Exercise: Your task is to gather the lines below that hold the string "PriceTable".

Extracted information:

-- -- --

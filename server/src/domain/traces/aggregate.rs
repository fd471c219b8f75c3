//! Cost and token aggregation
//!
//! Incremental values are computed per span, then summed bottom-up over the
//! forest so each span's cumulative value covers its whole subtree.

use super::tree::TraceForest;
use crate::data::types::{SpanNode, TokenUsage, metric_paths};
use crate::domain::pricing::PricingService;

/// Token counts reported on the span. Total falls back to prompt + completion.
pub fn span_tokens(node: &SpanNode) -> TokenUsage {
    let prompt = node.span.metric_u64(metric_paths::PROMPT_TOKENS).unwrap_or(0);
    let completion = node
        .span
        .metric_u64(metric_paths::COMPLETION_TOKENS)
        .unwrap_or(0);
    let total = node
        .span
        .metric_u64(metric_paths::TOTAL_TOKENS)
        .unwrap_or(prompt.saturating_add(completion));
    TokenUsage {
        prompt,
        completion,
        total,
    }
}

/// Own cost of a span in USD.
///
/// A cost reported by the instrumentation wins. Otherwise the model is
/// priced from the table; no model, no tokens or no price gives zero.
pub fn span_cost(node: &SpanNode, tokens: TokenUsage, pricing: Option<&PricingService>) -> f64 {
    if let Some(reported) = node
        .span
        .metric_f64(metric_paths::REPORTED_COST)
        .filter(|c| c.is_finite() && *c >= 0.0)
    {
        return reported;
    }

    let Some(model) = node.span.model() else {
        if tokens.prompt > 0 || tokens.completion > 0 {
            tracing::trace!(span_id = %node.span_id(), "Token usage without model, cost is zero");
        }
        return 0.0;
    };
    if tokens.prompt == 0 && tokens.completion == 0 {
        return 0.0;
    }

    match pricing.and_then(|p| p.lookup(model)) {
        Some((price, match_type)) => {
            let cost = price.cost(tokens.prompt, tokens.completion);
            tracing::trace!(
                span_id = %node.span_id(),
                model,
                match_type = ?match_type,
                cost,
                "Calculated cost"
            );
            cost
        }
        None => {
            tracing::trace!(span_id = %node.span_id(), model, "No pricing found for model");
            0.0
        }
    }
}

/// Fill the incremental accumulators of one span.
pub fn price_span(node: &mut SpanNode, pricing: Option<&PricingService>) {
    let tokens = span_tokens(node);
    node.tokens.incremental = tokens;
    node.cost.incremental = span_cost(node, tokens, pricing);
    node.duration.incremental = node.span.duration_ms();
}

/// `cumulative = incremental + Σ children.cumulative`, children first, then
/// commit every accumulator into the metrics group.
pub fn cumulate(forest: &mut TraceForest) {
    for position in forest.bottom_up_order() {
        let (mut cost, mut tokens, mut duration) = {
            let node = &forest.nodes()[position];
            (
                node.cost.incremental,
                node.tokens.incremental,
                node.duration.incremental,
            )
        };
        for &child in forest.child_positions(position) {
            let child = &forest.nodes()[child];
            cost += child.cost.cumulative;
            tokens += child.tokens.cumulative;
            duration += child.duration.cumulative;
        }

        let node = forest.node_mut(position);
        node.cost.cumulative = cost;
        node.tokens.cumulative = tokens;
        node.duration.cumulative = duration;
        node.commit_metrics();
    }
}

#[cfg(test)]
mod tests {
    use super::*;
    use std::sync::Arc;

    use chrono::TimeDelta;
    use serde_json::{Value as JsonValue, json};

    use crate::domain::pricing::{ModelPrice, PriceTable, StaticPricingSource};
    use crate::domain::semconv::LATEST_VERSION;
    use crate::domain::traces::normalize::SpanNormalizer;
    use crate::domain::traces::tree::{SpanIndex, build_forest};
    use crate::utils::json::get_path;
    use crate::utils::time::SystemClock;

    async fn gpt4_pricing() -> PricingService {
        let mut table = PriceTable::new();
        table.insert("gpt-4", ModelPrice::new(30.0, 60.0));
        let service = PricingService::new(
            Arc::new(StaticPricingSource::new(table)),
            TimeDelta::minutes(60),
            Arc::new(SystemClock),
        );
        service.refresh_if_stale().await;
        service
    }

    fn node(span_id: &str, parent: Option<&str>, offset_ms: u64, attributes: JsonValue) -> SpanNode {
        let normalizer = SpanNormalizer::for_version(LATEST_VERSION).unwrap();
        let start = 1_700_000_000_000_000_000u64 + offset_ms * 1_000_000;
        let raw = serde_json::from_value(json!({
            "trace_id": "trace-1",
            "span_id": span_id,
            "parent_id": parent,
            "name": span_id,
            "start_time": start,
            "end_time": start + 100_000_000,
            "attributes": attributes
        }))
        .unwrap();
        SpanNode::from(normalizer.normalize(&raw))
    }

    fn aggregate(mut nodes: Vec<SpanNode>, pricing: Option<&PricingService>) -> TraceForest {
        for node in &mut nodes {
            price_span(node, pricing);
        }
        let mut forest = build_forest(nodes.into_iter().collect::<SpanIndex>());
        cumulate(&mut forest);
        forest
    }

    fn approx(a: f64, b: f64) -> bool {
        (a - b).abs() < 1e-12
    }

    #[tokio::test]
    async fn test_gpt4_two_span_scenario() {
        let pricing = gpt4_pricing().await;
        let forest = aggregate(
            vec![
                node(
                    "A",
                    None,
                    0,
                    json!({
                        "ag.meta.request.model": "gpt-4",
                        "ag.metrics.tokens.incremental.prompt": 10,
                        "ag.metrics.tokens.incremental.completion": 5
                    }),
                ),
                node(
                    "B",
                    Some("A"),
                    10,
                    json!({
                        "ag.meta.request.model": "gpt-4",
                        "ag.metrics.tokens.incremental.prompt": 2,
                        "ag.metrics.tokens.incremental.completion": 1
                    }),
                ),
            ],
            Some(&pricing),
        );

        let b = forest.get("B").unwrap();
        let expected = (2.0 * 30.0 + 1.0 * 60.0) / 1e6;
        assert!(approx(b.cost.incremental, expected));
        assert!(approx(b.cost.cumulative, expected));
        assert_eq!(b.tokens.incremental.total, 3);

        let a = forest.get("A").unwrap();
        let own = (10.0 * 30.0 + 5.0 * 60.0) / 1e6;
        assert!(approx(a.cost.incremental, own));
        assert!(approx(a.cost.cumulative, a.cost.incremental + b.cost.incremental));
        assert!(approx(a.cost.cumulative, own + expected));
        assert_eq!(a.tokens.cumulative.prompt, 12);
        assert_eq!(a.tokens.cumulative.completion, 6);
        assert_eq!(a.tokens.cumulative.total, 18);

        let committed = get_path(&a.span.metrics, "costs.cumulative.total")
            .and_then(JsonValue::as_f64)
            .unwrap();
        assert!(approx(committed, own + expected));
    }

    #[tokio::test]
    async fn test_huge_token_counts_saturate() {
        let pricing = gpt4_pricing().await;
        let usage = json!({
            "gen_ai.request.model": "gpt-4",
            "gen_ai.usage.prompt_tokens": 1e20,
            "gen_ai.usage.completion_tokens": 1e20
        });
        let forest = aggregate(
            vec![
                node("A", None, 0, usage.clone()),
                node("B", Some("A"), 1, usage),
            ],
            Some(&pricing),
        );

        let b = forest.get("B").unwrap();
        assert_eq!(b.tokens.incremental.total, u64::MAX);
        let a = forest.get("A").unwrap();
        assert_eq!(a.tokens.cumulative.prompt, u64::MAX);
        assert_eq!(a.tokens.cumulative.completion, u64::MAX);
        assert_eq!(a.tokens.cumulative.total, u64::MAX);
        assert!(a.cost.cumulative.is_finite());
    }

    #[tokio::test]
    async fn test_three_level_cumulation() {
        let pricing = gpt4_pricing().await;
        let usage = |prompt: u64, completion: u64| {
            json!({
                "ag.meta.response.model": "gpt-4",
                "ag.metrics.tokens.incremental.prompt": prompt,
                "ag.metrics.tokens.incremental.completion": completion
            })
        };
        let forest = aggregate(
            vec![
                node("root", None, 0, usage(10, 0)),
                node("mid", Some("root"), 1, usage(20, 5)),
                node("leaf1", Some("mid"), 2, usage(100, 50)),
                node("leaf2", Some("mid"), 3, usage(1, 1)),
            ],
            Some(&pricing),
        );

        let leaf_sum = forest.get("leaf1").unwrap().cost.cumulative
            + forest.get("leaf2").unwrap().cost.cumulative;
        let mid = forest.get("mid").unwrap();
        assert!(approx(mid.cost.cumulative, mid.cost.incremental + leaf_sum));
        assert_eq!(mid.tokens.cumulative.prompt, 121);

        let root = forest.get("root").unwrap();
        assert!(approx(root.cost.cumulative, root.cost.incremental + mid.cost.cumulative));
        assert_eq!(root.tokens.cumulative.prompt, 131);
        assert_eq!(root.tokens.cumulative.completion, 56);
        assert_eq!(root.tokens.cumulative.total, 187);
        assert!(approx(root.duration.cumulative, 400.0));
        assert!(approx(root.duration.incremental, 100.0));
    }

    #[tokio::test]
    async fn test_reported_cost_takes_precedence() {
        let pricing = gpt4_pricing().await;
        let forest = aggregate(
            vec![node(
                "s",
                None,
                0,
                json!({
                    "llm.model_name": "gpt-4",
                    "llm.token_count.prompt": 1000,
                    "llm.cost.total": 0.5
                }),
            )],
            Some(&pricing),
        );
        let span = forest.get("s").unwrap();
        assert_eq!(span.cost.incremental, 0.5);
        assert_eq!(span.tokens.incremental.prompt, 1000);
    }

    #[test]
    fn test_unpriceable_usage_is_zero() {
        let forest = aggregate(
            vec![
                node("no-model", None, 0, json!({"ag.metrics.tokens.incremental.prompt": 5})),
                node(
                    "no-table",
                    None,
                    1,
                    json!({
                        "ag.meta.request.model": "gpt-4",
                        "ag.metrics.tokens.incremental.prompt": 5
                    }),
                ),
            ],
            None,
        );
        assert_eq!(forest.get("no-model").unwrap().cost.cumulative, 0.0);
        assert_eq!(forest.get("no-table").unwrap().cost.cumulative, 0.0);
        assert_eq!(forest.get("no-table").unwrap().tokens.incremental.total, 5);
    }

    #[test]
    fn test_reported_total_tokens_kept() {
        let mut span = node(
            "s",
            None,
            0,
            json!({
                "ag.metrics.tokens.incremental.prompt": 2,
                "ag.metrics.tokens.incremental.completion": 1,
                "ag.metrics.tokens.incremental.total": 10
            }),
        );
        price_span(&mut span, None);
        assert_eq!(span.tokens.incremental.total, 10);
    }
}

-- -- --

Response area:
    use crate::domain::pricing::{ModelPrice, PriceTable, StaticPricingSource};
        let mut table = PriceTable::new();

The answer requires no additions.